Wednesday, April 3, 2019

Appropriate Response to Phenomena: Empirical Explanation vs. Understanding


Let’s take Frazer’s The Golden Bough as a point of departure. Wittgenstein was unsatisfied with Frazer’s reading and conclusions regarding Frazer’s own anthropological findings. Wittgenstein asserted that the human rituals Frazer cataloged went beyond the simple expedient of an empirical explanation, and that, indeed, understanding Frazer’s discoveries does not require an empirical explanation. Frank Cioffi describes this in Wittgenstein on Freud and Frazer: “Whatever relevance empirical method may have to the question of the nature and origin of ritual practices . . . is not the central question which Frazer raises and is not, in any case, the question which arises for us when we contemplate human sacrifice and the ritual life of mankind.”1  Wittgenstein voices the same objection to psychoanalytic explanation. Again, according to Cioffi, “Freud advances explanations when the matters he deals with demand clarification, that is, they call for an elucidation of the relation in which we stand to the phenomena rather than an explanation of them.”2  Again, as to aesthetics, “causal hypotheses are conceptually inappropriate responses to requests for the explanation of aesthetic experiences and . . . they are not what we really want.” 3  Melville also makes this distinction in Moby-Dick.

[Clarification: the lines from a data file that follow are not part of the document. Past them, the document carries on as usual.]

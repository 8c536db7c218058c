use marquee_models::{Email, TicketFormat};
use serde::{Deserialize, Serialize};
use std::path::PathBuf;

#[derive(Debug, Clone, Default, Serialize, Deserialize)]
pub struct Config {
    #[serde(default)]
    pub server: ServerConfig,
    #[serde(default)]
    pub auth: AuthConfig,
    #[serde(default)]
    pub otp: OtpConfig,
    #[serde(default)]
    pub store: StoreConfig,
    #[serde(default)]
    pub email: EmailConfig,
    #[serde(default)]
    pub tickets: TicketConfig,
    #[serde(default)]
    pub scheduler: SchedulerConfig,
    #[serde(default)]
    pub logging: LoggingConfig,
}

#[derive(Debug, Clone, Serialize, Deserialize)]
pub struct ServerConfig {
    #[serde(default = "default_bind")]
    pub bind: String,
    #[serde(default = "default_port")]
    pub port: u16,
    /// Adds `Secure` to the session cookie; turn off only for plain-HTTP local runs
    #[serde(default = "default_true")]
    pub secure_cookies: bool,
    /// Allowed CORS origins; empty means same-origin only
    #[serde(default)]
    pub cors_origins: Vec<String>,
}

#[derive(Debug, Clone, Serialize, Deserialize)]
pub struct AuthConfig {
    /// The only addresses that may request an OTP or hold an admin session
    #[serde(default)]
    pub admin_emails: Vec<String>,
    #[serde(default = "default_cookie_name")]
    pub cookie_name: String,
    #[serde(default = "default_session_ttl_secs")]
    pub session_ttl_secs: u64,
}

#[derive(Debug, Clone, Serialize, Deserialize)]
pub struct OtpConfig {
    #[serde(default = "default_otp_ttl_secs")]
    pub code_ttl_secs: u64,
    #[serde(default = "default_otp_cooldown_secs")]
    pub cooldown_secs: u64,
    #[serde(default = "default_otp_window_secs")]
    pub window_secs: u64,
    #[serde(default = "default_otp_max_per_window")]
    pub max_per_window: u32,
    #[serde(default = "default_otp_max_attempts")]
    pub max_attempts: u32,
}

#[derive(Debug, Clone, Copy, Default, PartialEq, Eq, Serialize, Deserialize)]
#[serde(rename_all = "lowercase")]
pub enum StoreBackend {
    /// Nothing survives a restart
    Memory,
    /// In-memory collections snapshotted to `path` after each write
    #[default]
    File,
}

#[derive(Debug, Clone, Default, Serialize, Deserialize)]
pub struct StoreConfig {
    #[serde(default)]
    pub backend: StoreBackend,
    /// Snapshot location; defaults to the data directory from `PathManager`
    #[serde(default)]
    pub path: Option<PathBuf>,
}

#[derive(Debug, Clone, Copy, Default, PartialEq, Eq, Serialize, Deserialize)]
#[serde(rename_all = "lowercase")]
pub enum EmailProvider {
    #[default]
    Log,
    Resend,
}

#[derive(Debug, Clone, Serialize, Deserialize)]
pub struct EmailConfig {
    #[serde(default)]
    pub provider: EmailProvider,
    #[serde(default = "default_email_from")]
    pub from: String,
    #[serde(default = "default_email_api_url")]
    pub api_url: String,
}

#[derive(Debug, Clone, Serialize, Deserialize)]
pub struct TicketConfig {
    #[serde(default)]
    pub format: TicketFormat,
    #[serde(default = "default_ticket_max_batch")]
    pub max_batch: u32,
}

#[derive(Debug, Clone, Serialize, Deserialize)]
pub struct SchedulerConfig {
    #[serde(default = "default_true")]
    pub enabled: bool,
    /// Six-field cron expression (seconds first) for the expired OTP sweep
    #[serde(default = "default_otp_sweep_schedule")]
    pub otp_sweep_schedule: String,
}

#[derive(Debug, Clone, Serialize, Deserialize)]
pub struct LoggingConfig {
    #[serde(default = "default_log_level")]
    pub level: String,
    #[serde(default = "default_json_logging")]
    pub json: bool,
    pub file: Option<PathBuf>,
}

fn default_true() -> bool {
    true
}

fn default_bind() -> String {
    "0.0.0.0".to_string()
}

fn default_port() -> u16 {
    8080
}

fn default_cookie_name() -> String {
    "admin-session".to_string()
}

fn default_session_ttl_secs() -> u64 {
    1800 // 30 minutes
}

fn default_otp_ttl_secs() -> u64 {
    300
}

fn default_otp_cooldown_secs() -> u64 {
    60
}

fn default_otp_window_secs() -> u64 {
    300
}

fn default_otp_max_per_window() -> u32 {
    3
}

fn default_otp_max_attempts() -> u32 {
    3
}

fn default_email_from() -> String {
    "Marquee <onboarding@resend.dev>".to_string()
}

fn default_email_api_url() -> String {
    "https://api.resend.com".to_string()
}

fn default_ticket_max_batch() -> u32 {
    500
}

fn default_otp_sweep_schedule() -> String {
    "0 */5 * * * *".to_string() // Every 5 minutes
}

fn default_log_level() -> String {
    "info".to_string()
}

fn default_json_logging() -> bool {
    use std::io::IsTerminal;
    !std::io::stdout().is_terminal()
}

impl Default for ServerConfig {
    fn default() -> Self {
        Self {
            bind: default_bind(),
            port: default_port(),
            secure_cookies: default_true(),
            cors_origins: Vec::new(),
        }
    }
}

impl Default for AuthConfig {
    fn default() -> Self {
        Self {
            admin_emails: Vec::new(),
            cookie_name: default_cookie_name(),
            session_ttl_secs: default_session_ttl_secs(),
        }
    }
}

impl Default for OtpConfig {
    fn default() -> Self {
        Self {
            code_ttl_secs: default_otp_ttl_secs(),
            cooldown_secs: default_otp_cooldown_secs(),
            window_secs: default_otp_window_secs(),
            max_per_window: default_otp_max_per_window(),
            max_attempts: default_otp_max_attempts(),
        }
    }
}

impl Default for EmailConfig {
    fn default() -> Self {
        Self {
            provider: EmailProvider::default(),
            from: default_email_from(),
            api_url: default_email_api_url(),
        }
    }
}

impl Default for TicketConfig {
    fn default() -> Self {
        Self {
            format: TicketFormat::default(),
            max_batch: default_ticket_max_batch(),
        }
    }
}

impl Default for SchedulerConfig {
    fn default() -> Self {
        Self {
            enabled: default_true(),
            otp_sweep_schedule: default_otp_sweep_schedule(),
        }
    }
}

impl Default for LoggingConfig {
    fn default() -> Self {
        Self {
            level: default_log_level(),
            json: default_json_logging(),
            file: None,
        }
    }
}

impl Config {
    pub fn load_from_file(path: &PathBuf) -> anyhow::Result<Self> {
        let content = std::fs::read_to_string(path)?;
        let config: Config = toml::from_str(&content)?;
        Ok(config)
    }

    pub fn save_to_file(&self, path: &PathBuf) -> anyhow::Result<()> {
        if let Some(parent) = path.parent() {
            std::fs::create_dir_all(parent)?;
        }
        let content = toml::to_string_pretty(self)?;
        std::fs::write(path, content)?;
        Ok(())
    }

    pub fn validate(&self) -> anyhow::Result<()> {
        if self.auth.admin_emails.is_empty() {
            return Err(anyhow::anyhow!("auth.admin_emails is required and cannot be empty"));
        }
        for raw in &self.auth.admin_emails {
            Email::parse(raw).map_err(|e| anyhow::anyhow!("auth.admin_emails: {}", e))?;
        }

        let cookie = &self.auth.cookie_name;
        if cookie.is_empty() || cookie.contains(|c: char| c == ';' || c == '=' || c.is_whitespace()) {
            return Err(anyhow::anyhow!("auth.cookie_name is not a valid cookie name: {:?}", cookie));
        }
        if self.auth.session_ttl_secs == 0 {
            return Err(anyhow::anyhow!("auth.session_ttl_secs must be positive"));
        }

        if self.otp.code_ttl_secs == 0 || self.otp.window_secs == 0 {
            return Err(anyhow::anyhow!("otp.code_ttl_secs and otp.window_secs must be positive"));
        }
        if self.otp.max_per_window == 0 || self.otp.max_attempts == 0 {
            return Err(anyhow::anyhow!("otp.max_per_window and otp.max_attempts must be at least 1"));
        }

        if self.tickets.max_batch == 0 {
            return Err(anyhow::anyhow!("tickets.max_batch must be at least 1"));
        }

        if self.email.provider == EmailProvider::Resend {
            if self.email.from.trim().is_empty() {
                return Err(anyhow::anyhow!("email.from is required for the resend provider"));
            }
            if !self.email.api_url.starts_with("http") {
                return Err(anyhow::anyhow!("email.api_url must be an http(s) URL"));
            }
        }

        Ok(())
    }

    /// Parsed admin allow-list; entries that fail to parse are skipped
    /// (`validate` reports them).
    pub fn admin_emails(&self) -> Vec<Email> {
        self.auth
            .admin_emails
            .iter()
            .filter_map(|raw| Email::parse(raw).ok())
            .collect()
    }

    pub fn bind_address(&self) -> String {
        format!("{}:{}", self.server.bind, self.server.port)
    }
}
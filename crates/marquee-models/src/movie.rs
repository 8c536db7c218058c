use chrono::{DateTime, NaiveDate, Utc};
use serde::{Deserialize, Serialize};

#[derive(Debug, Clone, Serialize, Deserialize, PartialEq)]
#[serde(rename_all = "camelCase")]
pub struct Movie {
    pub id: String,
    pub title: String,
    pub tagline: String,
    pub description: String,
    pub embed_link: String,
    pub poster_image: Option<String>,
    pub banner_image: Option<String>,
    pub genre: String,
    pub release_date: Option<NaiveDate>,
    pub director: String,
    pub featured: bool,
    pub trending: bool,
    /// Authoritative count of distinct device views
    pub views_real: u64,
    pub views_boost: u64,
    /// Score of the simulated rating bloc (0..=5)
    pub rating_boost: f64,
    /// Size of the simulated rating bloc
    pub rating_count_boost: u64,
    pub created_at: DateTime<Utc>,
}

impl Movie {
    pub fn from_draft(id: String, draft: MovieDraft, created_at: DateTime<Utc>) -> Self {
        let mut movie = Self {
            id,
            title: String::new(),
            tagline: String::new(),
            description: String::new(),
            embed_link: String::new(),
            poster_image: None,
            banner_image: None,
            genre: String::new(),
            release_date: None,
            director: String::new(),
            featured: false,
            trending: false,
            views_real: 0,
            views_boost: 0,
            rating_boost: 0.0,
            rating_count_boost: 0,
            created_at,
        };
        movie.apply_draft(draft);
        movie
    }

    /// Overwrite the editable fields; counters and boosts are left alone.
    pub fn apply_draft(&mut self, draft: MovieDraft) {
        self.title = draft.title;
        self.tagline = draft.tagline;
        self.description = draft.description;
        self.embed_link = draft.embed_link;
        self.poster_image = draft.poster_image;
        self.banner_image = draft.banner_image;
        self.genre = draft.genre;
        self.release_date = draft.release_date;
        self.director = draft.director;
        self.featured = draft.featured;
        self.trending = draft.trending;
    }

    pub fn displayed_views(&self) -> u64 {
        self.views_real.saturating_add(self.views_boost)
    }

    pub fn boosts(&self) -> Boosts {
        Boosts {
            views_boost: self.views_boost,
            rating_boost: self.rating_boost,
            rating_count_boost: self.rating_count_boost,
        }
    }

    pub fn set_boosts(&mut self, boosts: Boosts) {
        self.views_boost = boosts.views_boost;
        self.rating_boost = boosts.rating_boost;
        self.rating_count_boost = boosts.rating_count_boost;
    }

    pub fn flag(&self, flag: MovieFlag) -> bool {
        match flag {
            MovieFlag::Featured => self.featured,
            MovieFlag::Trending => self.trending,
        }
    }

    pub fn set_flag(&mut self, flag: MovieFlag, value: bool) {
        match flag {
            MovieFlag::Featured => self.featured = value,
            MovieFlag::Trending => self.trending = value,
        }
    }
}

/// Editable movie fields as submitted by the admin panel
#[derive(Debug, Clone, Default, Serialize, Deserialize, PartialEq)]
#[serde(rename_all = "camelCase", default)]
pub struct MovieDraft {
    pub title: String,
    pub tagline: String,
    pub description: String,
    pub embed_link: String,
    pub poster_image: Option<String>,
    pub banner_image: Option<String>,
    pub genre: String,
    pub release_date: Option<NaiveDate>,
    pub director: String,
    pub featured: bool,
    pub trending: bool,
}

/// Admin-applied display adjustments, never merged into real counters
#[derive(Debug, Clone, Copy, Default, Serialize, Deserialize, PartialEq)]
#[serde(rename_all = "camelCase", default)]
pub struct Boosts {
    pub views_boost: u64,
    pub rating_boost: f64,
    pub rating_count_boost: u64,
}

impl Boosts {
    pub fn is_zero(&self) -> bool {
        self.views_boost == 0 && self.rating_boost == 0.0 && self.rating_count_boost == 0
    }
}

#[derive(Debug, Clone, Copy, Serialize, Deserialize, PartialEq, Eq)]
#[serde(rename_all = "lowercase")]
pub enum MovieFlag {
    Featured,
    Trending,
}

In Moby-Dick, Melville is rejecting scientific, philosophical and religious explanations in favor of what he really wants, which is a kind of self-understanding regarding various phenomena, or an understanding of how he stands in relation to the scientific, religious and philosophical language others offer to explain various phenomena.  4


1. Frank Cioffi, Wittgenstein on Freud and Frazer, (Cambridge: Cambridge, 1998), 2.
2. Ibid., 3.
3. Ibid.
4. Carter Kaplan, Critical Synoptics, 117.